Problem der Datenübermittlung in die USA

Die zweite Problematik ist ggf. eine Datenübermittlung in die USA. Denn nach dem Schrems-II-Urteil des EuGH (EuGH, Urteil vom 6.10.2015 – C-362/14) ist die einzige Rechtfertigung für die Übermittlung die Standardvertragsklauseln, bei denen allerdings der EuGH weitere zusätzliche Maßnahmen fordert, um die Daten vor den Zugriff der US-Behörden zu schützen.

Schmerzensgeldanspruch

Die Frage ist allerdings, ob wirklich der Schmerzensgeldanspruch besteht. Diese Frage ich umstritten. Nach der bisherigen Rechtsprechung der deutschen Gerichte gibt es Schmerzensgeld bei einer Persönlichkeitsrechtsverletzung nur, wenn diese schwerwiegend ist. Einzelne Gerichte haben daher mit dieser Begründung den Schmerzensgeldanspruch bei Datenschutzverletzungen verneint. Art. 82 DSGVO, der den Schadensersatzanspruch regelt, kennt diese Einschränkung allerdings nicht. Dort heißt es in Absatz 1:

Jede Person, der wegen eines Verstoßes gegen diese Verordnung ein materieller oder immaterieller Schaden entstanden ist, hat Anspruch auf Schadenersatz gegen den Verantwortlichen oder gegen den Auftragsverarbeiter.

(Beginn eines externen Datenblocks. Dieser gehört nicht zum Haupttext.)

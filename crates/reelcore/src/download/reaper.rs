//! Stale file removal under the download root.

use serde::Serialize;
use std::path::Path;
use std::fs::Metadata;
use std::time::{Duration, SystemTime};
use walkdir::WalkDir;

/// What one reaping pass did.
#[derive(Debug, Clone, Copy, Default, PartialEq, Eq, Serialize)]
pub struct ReapReport {
    /// Regular files looked at
    pub scanned: usize,
    pub deleted: usize,
    /// Files that could not be inspected or removed
    pub errors: usize,
}

/// Last time the file was written or had its inode changed.
///
/// Fetch tools can back-date mtime to the server's Last-Modified header; the
/// inode change time cannot be set that way, so a freshly written file always
/// looks fresh.
#[cfg(unix)]
fn last_touched(meta: &Metadata) -> std::io::Result<SystemTime> {
    use std::os::unix::fs::MetadataExt;

    let modified = meta.modified()?;
    let changed = SystemTime::UNIX_EPOCH
        + Duration::new(
            u64::try_from(meta.ctime()).unwrap_or_default(),
            u32::try_from(meta.ctime_nsec()).unwrap_or_default(),
        );
    Ok(modified.max(changed))
}

#[cfg(not(unix))]
fn last_touched(meta: &Metadata) -> std::io::Result<SystemTime> {
    meta.modified()
}

/// Deletes every regular file under `root` that has not been written or
/// changed for more than `max_age`.
///
/// Blocking; run it on the blocking pool. Per-file failures are logged and
/// counted, never returned. A missing root is an empty pass.
pub fn reap_dir(root: &Path, max_age: Duration) -> ReapReport {
    let mut report = ReapReport::default();
    if !root.exists() {
        log::debug!("Download root {} does not exist, nothing to reap", root.display());
        return report;
    }

    let now = SystemTime::now();
    for entry in WalkDir::new(root).min_depth(1) {
        let entry = match entry {
            Ok(entry) => entry,
            Err(e) => {
                log::error!("Failed to walk {}: {}", root.display(), e);
                report.errors += 1;
                continue;
            }
        };
        if !entry.file_type().is_file() {
            continue;
        }
        report.scanned += 1;

        let touched = match entry
            .metadata()
            .map_err(std::io::Error::from)
            .and_then(|m| last_touched(&m))
        {
            Ok(touched) => touched,
            Err(e) => {
                log::error!("Failed to read age of {}: {}", entry.path().display(), e);
                report.errors += 1;
                continue;
            }
        };
        // Clock skew makes future timestamps look brand new.
        let age = now.duration_since(touched).unwrap_or_default();
        if age <= max_age {
            continue;
        }

        match std::fs::remove_file(entry.path()) {
            Ok(()) => {
                log::info!("Removed stale file {} (age {}h)", entry.path().display(), age.as_secs() / 3600);
                report.deleted += 1;
            }
            Err(e) if e.kind() == std::io::ErrorKind::NotFound => {}
            Err(e) => {
                log::error!("Failed to remove stale file {}: {}", entry.path().display(), e);
                report.errors += 1;
            }
        }
    }

    if report.deleted > 0 || report.errors > 0 {
        log::info!(
            "Stale file pass over {}: {} scanned, {} deleted, {} errors",
            root.display(),
            report.scanned,
            report.deleted,
            report.errors
        );
    }
    report
}

#[cfg(test)]
mod tests {
    use super::*;
    use tempfile::TempDir;

    #[test]
    fn test_missing_root_is_empty_pass() {
        let report = reap_dir(Path::new("/nonexistent/reelgrab-root"), Duration::from_secs(1));
        assert_eq!(report, ReapReport::default());
    }

    #[test]
    fn test_young_files_survive() {
        let dir = TempDir::new().unwrap();
        std::fs::create_dir_all(dir.path().join("42")).unwrap();
        std::fs::write(dir.path().join("42/clip.mp4"), b"x").unwrap();

        let report = reap_dir(dir.path(), Duration::from_secs(3600));
        assert_eq!(
            report,
            ReapReport {
                scanned: 1,
                deleted: 0,
                errors: 0
            }
        );
        assert!(dir.path().join("42/clip.mp4").exists());
    }

    #[cfg(unix)]
    #[test]
    fn test_backdated_mtime_does_not_make_fresh_file_stale() {
        let dir = TempDir::new().unwrap();
        std::fs::create_dir_all(dir.path().join("42")).unwrap();
        let path = dir.path().join("42/in_flight.mp4");
        std::fs::write(&path, b"x").unwrap();
        // What gallery-dl does with a Last-Modified header three days old
        std::fs::File::options()
            .write(true)
            .open(&path)
            .unwrap()
            .set_modified(SystemTime::now() - Duration::from_secs(72 * 3600))
            .unwrap();

        let report = reap_dir(dir.path(), Duration::from_secs(24 * 3600));
        assert_eq!(report.scanned, 1);
        assert_eq!(report.deleted, 0);
        assert!(path.exists());
    }

    #[test]
    fn test_zero_age_reaps_everything_once() {
        let dir = TempDir::new().unwrap();
        std::fs::create_dir_all(dir.path().join("7")).unwrap();
        std::fs::write(dir.path().join("7/a.mp4"), b"x").unwrap();
        std::fs::write(dir.path().join("b.mp4"), b"x").unwrap();
        std::thread::sleep(Duration::from_millis(20));

        let first = reap_dir(dir.path(), Duration::ZERO);
        assert_eq!(first.deleted, 2);
        assert_eq!(first.errors, 0);

        let second = reap_dir(dir.path(), Duration::ZERO);
        assert_eq!(second, ReapReport::default());
        // Directories are left in place
        assert!(dir.path().join("7").is_dir());
    }
}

Das Bundesverfassungsgericht (BVerfG, Beschluss von 14.1.2021 – 1 BvR 2853/19) hat eine Entscheidung des Amtsgerichts Goslar (AG Goslar, Urteil vom 27.09.2019 – 28 C 7/19) aufgehoben, da dieses einen Schmerzensgeldanspruch wegen fehlender Schwerwiegendheit des Verstoßes abgelehnt hatte. Diese Frage hätte nach Ansicht des Bundesverfassungsgerichts dem Europäischen Gerichtshof vorgelegt werden müssen, womit das Amtsgericht das Recht auf den gesetzlichen Richter (Art. 101 Abs. 1 S. 2 GG) verletzt hat. In dieser Entscheidung sagt das Bundesverfassungsgericht auch, dass wohl ein weites Schadensverständnis bei Art. 82 DSGVO besteht.

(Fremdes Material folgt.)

//! Test doubles for the download coordinator
//!
//! Nothing in here touches the network or spawns yt-dlp/ffmpeg. Files are
//! written into a temporary download root so delivery, compression and
//! cleanup run against a real filesystem.
#![allow(dead_code)]

pub mod mock_backend;
pub mod mock_env;
pub mod mock_media;

pub use mock_backend::{ScriptedBackend, Step};
pub use mock_env::{FailingNotifier, FixedSampler, RecordingNotifier};
pub use mock_media::{CompressMode, MockInspector};

use reelcore::{CoordinatorConfig, DownloadCoordinator, FetchBackend, Notifier, SourceKind, SourceRegistry};
use std::path::Path;
use std::sync::Arc;
use std::time::Duration;

/// Small limits so tests stay fast: 1 MB ceiling, 3 attempts 10 ms apart.
pub fn test_config(root: &Path) -> CoordinatorConfig {
    CoordinatorConfig::default()
        .download_dir(root)
        .worker_pool_size(4)
        .max_concurrent_per_user(2)
        .max_retries(3)
        .retry_delay(Duration::from_millis(10))
        .fetch_timeout(Duration::from_secs(180))
        .max_file_size_mb(1)
        .cleanup_delay(Duration::from_secs(600))
}

/// Routes every source kind to `backend`.
pub fn registry_for(backend: Arc<dyn FetchBackend>) -> SourceRegistry {
    [
        SourceKind::YouTube,
        SourceKind::Twitter,
        SourceKind::Instagram,
        SourceKind::DirectFile,
        SourceKind::Other,
    ]
    .into_iter()
    .fold(SourceRegistry::new(), |registry, kind| registry.with(kind, backend.clone()))
}

pub fn coordinator(
    config: CoordinatorConfig,
    backend: Arc<dyn FetchBackend>,
    inspector: Arc<MockInspector>,
    notifier: Arc<dyn Notifier>,
) -> Arc<DownloadCoordinator> {
    let coordinator = DownloadCoordinator::builder(config)
        .registry(registry_for(backend))
        .inspector(inspector)
        .notifier(notifier)
        .sampler(Arc::new(FixedSampler::idle()))
        .build()
        .expect("coordinator config is valid");
    Arc::new(coordinator)
}

/// One MB plus a bit, just over the test ceiling
pub const OVERSIZED: usize = 1024 * 1024 + 4096;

Das LG München I, auf welches sich die bisherigen Schreiben stützen, hat tatsächlich einen Schmerzensgeldanspruch in Höhe von 100 € zugesprochen (LG München I, Urteil vom 20.1.2022 – 3 O 17493/20).

Die Frage bleibt also spannend. Je nach Fall sollte derzeit eine individuelle Strategie verfolgt werden.